Now, in order to illustrate selection at the species-level, we need to begin our world’s imaginary geo-history with two imaginary mammalian species, whose imaginary existence and “species-progeny” we shall track through geological time. The first imaginary species is an aerial insectivore, a bat, that is proficient at capturing adults of at least some insect species in our imaginary world. The second imaginary species is a terrestrial insectivore, a shrew-mole, that is proficient at capturing larvae of at least some insect species in our imaginary world. Individuals in both of these species live about the same length of time and produce about the same number of babies. Initially, both species enjoy similar levels of genetic diversity. Both experience similar rates of mutation. Both species have at least some unique bone-structures that fossilize very well. And, at the beginning of our world’s relevant history, both species are restricted to one island!

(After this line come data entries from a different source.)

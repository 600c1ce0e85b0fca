//! Driver registry for HAL drivers.
//!
//! Provides a `DriverRegistry` struct for registering and retrieving HAL driver
//! factories. The registry is built at startup and owned by the caller.

use std::collections::HashMap;

use balance_common::hal::driver::{DriverFactory, HalDriver, HalError};

/// Registry of available HAL drivers.
pub struct DriverRegistry {
    factories: HashMap<&'static str, DriverFactory>,
}

impl DriverRegistry {
    /// Create an empty registry.
    pub fn new() -> Self {
        Self {
            factories: HashMap::new(),
        }
    }

    /// Register a driver factory.
    ///
    /// # Errors
    /// Returns `HalError::ConfigError` if a driver with the same name is
    /// already registered.
    pub fn register(&mut self, name: &'static str, factory: DriverFactory) -> Result<(), HalError> {
        if self.factories.contains_key(name) {
            return Err(HalError::ConfigError(format!(
                "Driver '{name}' is already registered"
            )));
        }
        self.factories.insert(name, factory);
        Ok(())
    }

    /// Get a driver factory by name.
    pub fn get_factory(&self, name: &str) -> Option<DriverFactory> {
        self.factories.get(name).copied()
    }

    /// Create a driver instance by name.
    ///
    /// # Errors
    /// Returns `HalError::DriverNotFound` if no driver with the given name is registered.
    pub fn create_driver(&self, name: &str) -> Result<Box<dyn HalDriver>, HalError> {
        let factory = self
            .get_factory(name)
            .ok_or_else(|| HalError::DriverNotFound(name.to_string()))?;
        Ok(factory())
    }

    /// List all registered driver names, sorted.
    pub fn list_drivers(&self) -> Vec<&'static str> {
        let mut names: Vec<_> = self.factories.keys().copied().collect();
        names.sort_unstable();
        names
    }
}

impl Default for DriverRegistry {
    fn default() -> Self {
        Self::new()
    }
}
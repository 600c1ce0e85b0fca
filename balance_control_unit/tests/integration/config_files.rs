//! Integration test: TOML configuration files feeding the loops.

use std::io::Write;

use balance_common::config::{ConfigError, ConfigLoader};
use balance_common::control_unit::config::BalanceConfig;
use balance_control_unit::cycle::TickOutcome;
use balance_control_unit::supervisor::DisengageReason;

use super::Harness;

fn write_config(content: &str) -> tempfile::NamedTempFile {
    let mut file = tempfile::NamedTempFile::new().unwrap();
    file.write_all(content.as_bytes()).unwrap();
    file
}

#[test]
fn file_overrides_reach_the_supervisor() {
    let file = write_config(
        r#"
[mechanics]
mount_angle = 0.0

[estimator]
filter_w = 100.0

[safety]
tip_angle = 0.5
"#,
    );
    let config = BalanceConfig::load(file.path()).unwrap();
    config.validate().unwrap();
    assert_eq!(config.safety.tip_angle, 0.5);
    assert_eq!(config.rates, BalanceConfig::default().rates);

    let mut h = Harness::running_at(config, 0.0);
    h.engage();
    h.tick(0.6);
    assert!(matches!(
        h.tick(0.6),
        TickOutcome::Disengaged(DisengageReason::TipOver { .. })
    ));
}

#[test]
fn custom_inner_coefficients_parse() {
    let file = write_config(
        r#"
[inner.filter]
gain = 0.8
num = [-4.0, 7.0, -3.0]
den = [1.0, -1.5, 0.5]
"#,
    );
    let config = BalanceConfig::load(file.path()).unwrap();
    config.validate().unwrap();
    assert_eq!(config.inner.filter.gain, 0.8);
    assert_eq!(config.inner.filter.num.as_slice(), &[-4.0, 7.0, -3.0]);
}

#[test]
fn invalid_file_is_rejected_at_validation() {
    let file = write_config("[estimator]\nfilter_w = 250.0\n");
    let config = BalanceConfig::load(file.path()).unwrap();
    assert!(matches!(config.validate(), Err(ConfigError::ValidationError(_))));
}

#[test]
fn missing_file_is_reported() {
    let dir = tempfile::tempdir().unwrap();
    let err = BalanceConfig::load(&dir.path().join("absent.toml")).unwrap_err();
    assert_eq!(err, ConfigError::FileNotFound);
}
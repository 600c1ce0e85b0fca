//! # Balance Control Unit
//!
//! Loads the configuration (file or named preset), initializes the selected
//! HAL driver, starts every execution context and waits for EXITING, which is
//! requested by a long button press or SIGINT.

use std::path::PathBuf;
use std::process;
use std::sync::Arc;

use balance_common::config::ConfigLoader;
use balance_common::control_unit::config::{BalanceConfig, Preset};
use balance_control_unit::cycle::rt_setup;
use balance_control_unit::scheduler::{Scheduler, SchedulerOptions};
use balance_control_unit::state::lifecycle::LifecycleEvent;
use balance_control_unit::state::shared::SharedState;
use balance_hal::builtin_registry;
use clap::Parser;
use tracing::{Level, error, info, warn};
use tracing_subscriber::EnvFilter;

/// Balance Control Unit: two-wheeled self-balancing robot controller
#[derive(Parser, Debug)]
#[command(name = "balance_control_unit")]
#[command(version)]
#[command(about = "Real-time balance controller for a two-wheeled robot")]
struct Args {
    /// Configuration TOML. Overrides --preset.
    #[arg(long, value_name = "FILE")]
    config: Option<PathBuf>,

    /// Named parameter preset (edumip, filter_bench).
    #[arg(long, default_value = "edumip")]
    preset: Preset,

    /// HAL driver name.
    #[arg(long, default_value = "simulation")]
    driver: String,

    /// Enable verbose logging (DEBUG level).
    #[arg(short, long)]
    verbose: bool,

    /// Output logs in JSON format.
    #[arg(long)]
    json: bool,

    /// Do not print the console status row.
    #[arg(long)]
    no_status: bool,
}

fn main() {
    let args = Args::parse();
    setup_tracing(&args);

    info!("Balance Control Unit v{} starting...", env!("CARGO_PKG_VERSION"));

    if let Err(e) = run(&args) {
        error!("FATAL: {e}");
        process::exit(1);
    }

    info!("Balance Control Unit shutdown complete");
}

fn run(args: &Args) -> Result<(), Box<dyn std::error::Error>> {
    let config = match &args.config {
        Some(path) => {
            info!("Loading config from {}", path.display());
            BalanceConfig::load(path)?
        }
        None => {
            info!("Using preset '{}'", args.preset.name());
            args.preset.config()
        }
    };
    config.validate()?;
    info!(
        "Config OK: fast={}Hz, outer={}Hz, tip_angle={}rad",
        config.rates.fast_hz, config.rates.outer_hz, config.safety.tip_angle,
    );

    rt_setup()?;

    let registry = builtin_registry()?;
    let mut driver = registry.create_driver(&args.driver)?;
    info!("Driver '{}' v{}", driver.name(), driver.version());
    let handles = driver.init(&config)?;

    let shared = Arc::new(SharedState::new());
    let s = Arc::clone(&shared);
    ctrlc::set_handler(move || {
        info!("Received shutdown signal");
        s.apply_lifecycle_event(LifecycleEvent::Exit);
    })?;

    let options = SchedulerOptions {
        status: !args.no_status,
    };
    let running = Scheduler::start(&config, shared, handles, options)?;
    let stats = running.join();
    if stats.overruns > 0 {
        warn!(overruns = stats.overruns, "Fast loop overran its period");
    }

    driver.shutdown()?;
    Ok(())
}

/// Setup tracing subscriber based on CLI arguments.
fn setup_tracing(args: &Args) {
    let level = if args.verbose {
        Level::DEBUG
    } else {
        Level::INFO
    };

    let filter = EnvFilter::from_default_env().add_directive(level.into());

    if args.json {
        tracing_subscriber::fmt()
            .with_env_filter(filter)
            .json()
            .init();
    } else {
        tracing_subscriber::fmt()
            .with_env_filter(filter)
            .compact()
            .init();
    }
}
//! Engage/disengage supervision.
//!
//! The supervisor is the only writer of the control tag. It is called from
//! the fast loop (per-tick gates) and from the setpoint manager (engage after
//! a start condition, disengage on exit).
//!
//! Engaging does not touch any filter. It bumps the engage epoch under the
//! setpoint lock; each loop sees the new epoch on its next run and clears its
//! own history in its own context, so no context ever resets a delay line
//! another context is marching.

use std::sync::Arc;

use balance_common::control_unit::config::BalanceConfig;
use balance_common::control_unit::state::{ControlState, RunState};
use balance_common::hal::driver::{Encoders, Motors};
use tracing::{info, warn};

use crate::error::StartAborted;
use crate::safety::start::{StartDetector, StartPhase};
use crate::state::shared::{Setpoint, SharedState};

/// Why the controller was disengaged.
#[derive(Debug, Clone, Copy, PartialEq)]
pub enum DisengageReason {
    /// Lifecycle left RUNNING while engaged.
    NotRunning,
    /// Tilt magnitude exceeded the tip threshold.
    TipOver { tilt: f64 },
    /// D1 stayed saturated for the configured timeout.
    Saturation,
    /// Process shutdown.
    Exiting,
}

/// Outcome of the per-tick gate evaluation.
#[derive(Debug, Clone, Copy, PartialEq)]
pub enum TickGate {
    /// EXITING: motors disabled, skip the loops.
    Exit,
    /// Disengaged: nothing to run.
    Idle,
    /// A fault or pause disengaged the controller this tick.
    Disengaged(DisengageReason),
    /// Engaged and safe: run D1 and D3.
    Run,
}

/// Owner of the control tag.
pub struct Supervisor {
    shared: Arc<SharedState>,
    motors: Arc<dyn Motors>,
    encoders: Arc<dyn Encoders>,
    encoder_channels: [u8; 2],
    tip_angle: f64,
}

impl Supervisor {
    pub fn new(
        config: &BalanceConfig,
        shared: Arc<SharedState>,
        motors: Arc<dyn Motors>,
        encoders: Arc<dyn Encoders>,
    ) -> Self {
        Self {
            shared,
            motors,
            encoders,
            encoder_channels: [
                config.wiring.encoder_channel_l,
                config.wiring.encoder_channel_r,
            ],
            tip_angle: config.safety.tip_angle,
        }
    }

    /// Zero the references and stop the motors without changing the tag.
    pub fn zero_out(&self) {
        {
            let mut sp = self.shared.lock_setpoint();
            sp.tilt = 0.0;
            sp.progression = 0.0;
            sp.heading = 0.0;
        }
        self.motors.set_all(0.0);
    }

    /// Arm the controller: zero encoders and setpoints, start a new engage
    /// epoch and authorize motor output. Returns the new epoch.
    pub fn engage(&self) -> u64 {
        for channel in self.encoder_channels {
            self.encoders.set_position(channel, 0);
        }
        // Enabled before the tag is published, so any disengage the fast
        // loop performs afterwards also disables.
        self.motors.set_all(0.0);
        self.motors.enable();
        let epoch = {
            let mut sp = self.shared.lock_setpoint();
            sp.tilt = 0.0;
            sp.progression = 0.0;
            sp.heading = 0.0;
            sp.engage_epoch = sp.engage_epoch.wrapping_add(1);
            sp.control = ControlState::Engaged;
            sp.engage_epoch
        };
        info!(epoch, "Controller ENGAGED");
        epoch
    }

    /// Stop and disable the motors and clear the tag.
    pub fn disengage(&self, reason: DisengageReason) {
        let was = {
            let mut sp = self.shared.lock_setpoint();
            std::mem::replace(&mut sp.control, ControlState::Disengaged)
        };
        self.motors.set_all(0.0);
        self.motors.disable();

        if was.is_engaged() {
            match reason {
                DisengageReason::TipOver { tilt } => {
                    warn!(tilt, "Tip-over detected, controller DISENGAGED")
                }
                DisengageReason::Saturation => {
                    warn!("D1 saturated too long, controller DISENGAGED")
                }
                DisengageReason::NotRunning | DisengageReason::Exiting => {
                    info!(?reason, "Controller DISENGAGED")
                }
            }
        }
    }

    /// Per-tick gates, in priority order. Performs the disengage itself.
    ///
    /// `setpoint` is the copy the fast loop took at the start of the tick.
    pub fn evaluate_tick(
        &self,
        setpoint: &Setpoint,
        tilt: f64,
        saturation_latched: bool,
    ) -> TickGate {
        let run_state = self.shared.run_state();
        if run_state == RunState::Exiting {
            self.motors.disable();
            return TickGate::Exit;
        }

        let engaged = setpoint.control.is_engaged();
        if run_state != RunState::Running && engaged {
            self.disengage(DisengageReason::NotRunning);
            return TickGate::Disengaged(DisengageReason::NotRunning);
        }
        if !engaged {
            return TickGate::Idle;
        }
        if saturation_latched {
            self.disengage(DisengageReason::Saturation);
            return TickGate::Disengaged(DisengageReason::Saturation);
        }
        if tilt.abs() > self.tip_angle {
            let reason = DisengageReason::TipOver { tilt };
            self.disengage(reason);
            return TickGate::Disengaged(reason);
        }
        TickGate::Run
    }

    /// Block until the start sequence completes, calling `pace` between
    /// polls. Fails as soon as the lifecycle leaves RUNNING.
    pub fn wait_for_start_condition(
        &self,
        detector: &mut StartDetector,
        mut pace: impl FnMut(),
    ) -> Result<(), StartAborted> {
        detector.reset();
        while self.shared.run_state() == RunState::Running {
            if detector.check(self.shared.orientation().tilt) == StartPhase::Ready {
                return Ok(());
            }
            pace();
        }
        Err(StartAborted)
    }

    #[inline]
    pub fn shared(&self) -> &Arc<SharedState> {
        &self.shared
    }
}
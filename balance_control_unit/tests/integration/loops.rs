//! Integration test: D2 → D1 setpoint handoff and D3 differential drive.

use balance_common::control_unit::config::FilterCoefficients;
use balance_control_unit::control::outer::OuterLoopTask;
use balance_control_unit::cycle::TickOutcome;
use balance_control_unit::supervisor::DisengageReason;

use super::{Harness, assert_close, proportional_d1, test_config};

fn set_ticks(h: &Harness, left: i64, right: i64) {
    let mut ticks = h.rig.ticks.lock();
    ticks[h.config.wiring.encoder_channel_l as usize] = left;
    ticks[h.config.wiring.encoder_channel_r as usize] = right;
}

#[test]
fn outer_loop_tilt_setpoint_reaches_inner_loop() {
    let mut config = test_config();
    proportional_d1(&mut config, 1.0, 1.0);
    config.outer.filter = FilterCoefficients::new(0.1, &[1.0], &[1.0]);
    let mut h = Harness::running_at(config, 0.0);
    let mut outer = OuterLoopTask::new(&h.config);

    h.engage();
    h.tick(0.0);

    // both wheels rolled forward: same angle, no heading
    set_ticks(&h, 200, -200);
    h.tick(0.0);
    let progression = h.shared.orientation().progression;
    assert!(progression > 0.5);
    assert_eq!(h.shared.orientation().heading, 0.0);

    let tilt_ref = outer.run_once(&h.shared).expect("engaged");
    assert_close(tilt_ref, (-0.1 * progression).max(-0.33), 1e-12);
    assert_eq!(h.shared.setpoint().tilt, tilt_ref);

    match h.tick(0.0) {
        TickOutcome::Driven { left, right } => {
            assert_close(left, tilt_ref, 1e-12);
            assert_close(right, -tilt_ref, 1e-12);
        }
        other => panic!("expected drive, got {other:?}"),
    }
    assert_close(h.d1_output(), tilt_ref, 1e-12);
}

#[test]
fn outer_loop_is_clamped_and_idle_when_disengaged() {
    let mut config = test_config();
    config.outer.filter = FilterCoefficients::new(0.1, &[1.0], &[1.0]);
    let mut h = Harness::running_at(config, 0.0);
    let mut outer = OuterLoopTask::new(&h.config);

    h.engage();
    set_ticks(&h, 2000, -2000);
    h.tick(0.0);
    assert_eq!(outer.run_once(&h.shared), Some(-0.33));

    h.supervisor.disengage(DisengageReason::NotRunning);
    assert_eq!(outer.run_once(&h.shared), None);

    // re-engage zeroes the reference before D2 runs again
    h.engage();
    assert_eq!(h.shared.setpoint().tilt, 0.0);
}

#[test]
fn heading_error_splits_across_wheels() {
    let mut config = test_config();
    proportional_d1(&mut config, 1.0, 1.0);
    let mut h = Harness::running_at(config, 0.0);

    h.engage();
    h.tick(0.0);
    // right wheel ahead: positive heading, negative correction
    set_ticks(&h, 0, -200);
    let (left, right) = match h.tick(0.0) {
        TickOutcome::Driven { left, right } => (left, right),
        other => panic!("expected drive, got {other:?}"),
    };
    let o = h.shared.orientation();
    assert!(o.heading > 0.0);
    let correction = o.d3_output;
    assert_close(correction, -h.config.steering.max_input, 1e-12);
    assert_close(o.d1_output, 0.0, 1e-12);
    // left = (drive - c)·(+1), right = (drive + c)·(-1)
    assert_close(left, -correction, 1e-12);
    assert_close(right, -correction, 1e-12);
}
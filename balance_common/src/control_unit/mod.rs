//! Control unit shared types.
//!
//! - [`config`] - `BalanceConfig` schema, named presets and validation
//! - [`state`] - Lifecycle and control-state enums

pub mod config;
pub mod state;
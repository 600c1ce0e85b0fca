//! Supply-voltage sampling.
//!
//! Out-of-window readings are replaced by the nominal voltage before they
//! reach the shared state, so D1 can divide by `v_batt` unconditionally.

use std::sync::Arc;

use balance_common::control_unit::config::BatteryConfig;
use balance_common::hal::driver::VoltageSensor;
use tracing::{debug, warn};

use crate::state::shared::SharedState;

/// Periodic pack-voltage sampler.
pub struct BatteryMonitor {
    sensor: Arc<dyn VoltageSensor>,
    v_nominal: f64,
    v_min: f64,
    v_max: f64,
    implausible: bool,
}

impl BatteryMonitor {
    pub fn new(config: &BatteryConfig, sensor: Arc<dyn VoltageSensor>) -> Self {
        Self {
            sensor,
            v_nominal: config.v_nominal,
            v_min: config.v_min,
            v_max: config.v_max,
            implausible: false,
        }
    }

    /// Map a raw reading into the plausible window.
    pub fn sanitize(&self, raw: f64) -> f64 {
        if raw.is_finite() && (self.v_min..=self.v_max).contains(&raw) {
            raw
        } else {
            self.v_nominal
        }
    }

    /// Read the sensor once and publish the sanitized value.
    pub fn sample(&mut self, shared: &SharedState) -> f64 {
        let raw = self.sensor.read_volts();
        let v_batt = self.sanitize(raw);

        let implausible = v_batt != raw;
        if implausible && !self.implausible {
            warn!(raw, nominal = self.v_nominal, "Implausible pack voltage, using nominal");
        } else if !implausible && self.implausible {
            debug!(v_batt, "Pack voltage back in range");
        }
        self.implausible = implausible;

        shared.update_orientation(|o| o.v_batt = v_batt);
        v_batt
    }
}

Remember (and we’re almost through with the set-up of this little scenario) that we are paleontologists, who will be tracing the imaginary geo-history of mammals in this imaginary world through a long series of many imaginary fossil-bearing strata.

And, oh, I need to tell you two more things about our made-up world and its made-up mammals: (1) Once in a great while, and from variable directions, the winds of our imaginary archipelago blow hard, far, and wide. (2) Our imaginary shrew-mole—unlike some real shrew-moles—is a very bad swimmer that hates water and drowns easily. (Can you now guess the rest of the story?)

To begin our analysis of our made-up world let’s ask and answer a few questions:Q1: Which species might we expect eventually to disperse to the various islands?A1: The bats may not be capable of flying from island to island, but the shrew-moles definitely cannot disperse—and we might expect the bat-biotype eventually to be blown by the rare winds to every piece of land within the archipelago.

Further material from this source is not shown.